とし【利し・疾し・敏し】 形容詞(ク活用) - 減点されない古文

とし【利し・疾し・敏し】 形容詞(ク活用)

スパッ!

意味

利し・鋭し

(1)鋭利である・よく切れる・鋭い

疾し・迅し

(1)勢いが激しい

(2)(速度が)速い

(3)(時期・時間が)早い

敏し・聡し

(1)すばやい・すばしこい

(2)鋭敏だ・感覚が鋭い・さとい

ポイント

ぐ」と同根の語という説があります。感覚的には、「スパッ!」ということでしょうね。

そのことから、もとは「鋭い」ということを意味したと考えられています。

でも、古文だと、「疾し」の意味で用いて、「速い」「早い」って訳すことが多いよね。

おそらくですが、シャキシャキしていて、スパッとした動きを、「鋭利な刃物のように速い」とか、「突風のように素早い」という比喩的感覚で、「とし」と言うようになったのではないでしょうか。

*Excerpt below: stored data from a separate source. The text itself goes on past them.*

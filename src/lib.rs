//! odkeyscript is a library for compiling, disassembling and deploying
//! ODKeyScript keystroke-automation programs to an ODKey macro-keyboard
//! device.
//!
//! The [`script`] module is a pure, deterministic compiler/disassembler pair
//! for ODKeyScript source. The [`transport`] module talks to a physical
//! device over Raw HID or to its HTTP/REST equivalent, behind one shared
//! [`DeviceTransport`] trait.
//!
//! # Examples
//!
//! ```
//! let bytecode = odkeyscript::script::compile("press A").unwrap();
//! assert_eq!(bytecode[0], 0x10); // KEYDN
//! ```

#![warn(missing_docs)]

pub mod script;
pub mod transport;

#[doc(inline)]
pub use script::{disassemble, Compiler, ScriptError};
#[doc(inline)]
pub use transport::{DeviceTransport, NvsValue, ProtocolError, Target, TransportError};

言語生活の実態としては、人間の動きを形容することが多いので、「速い」「早い」という意味での使用頻度が増えたのだと思います。

そのうち、この「速い」「早い」という意味での「とし」の連用形「とく」は、副詞として定着していきます。

例文

剣刀 諸刃のときに 足踏みて 死なば死なむよ 君に依りては (万葉集)

(訳)剣刀の諸刃の鋭いのに足を踏みつけて、死ぬなら死のうよ。あなたのためなら。

春やとき 花や遅きと 聞き分かむ 鶯だにも 鳴かずもあるかな (古今和歌集)

(訳)春(が来るの)が早いのか、花(が咲くの)が遅いのかと 声を聞いて判断しようしたら そのうぐいすさえも 鳴かずにいることだよ。

大蔵卿ばかり耳とき人はなし。(枕草子)

(訳)大蔵卿ほど耳の鋭敏な【耳ざとい】人はいない。

とき時はすなはち功あり。(徒然草)

(訳)すばやい時は必ず成功する。

さるべき人は、とうより御心魂のたけく、御まもりもこはきなめりとおぼえ侍るは。(大鏡)

(訳)しかるべき【のちに偉くなるはずの】人は、早くから【若い時から】ご胆力が強く、(神仏の)ご加護も堅固であるようだと思われますよ。

ここでの「とう」は、連用形「とく」のウ音便です。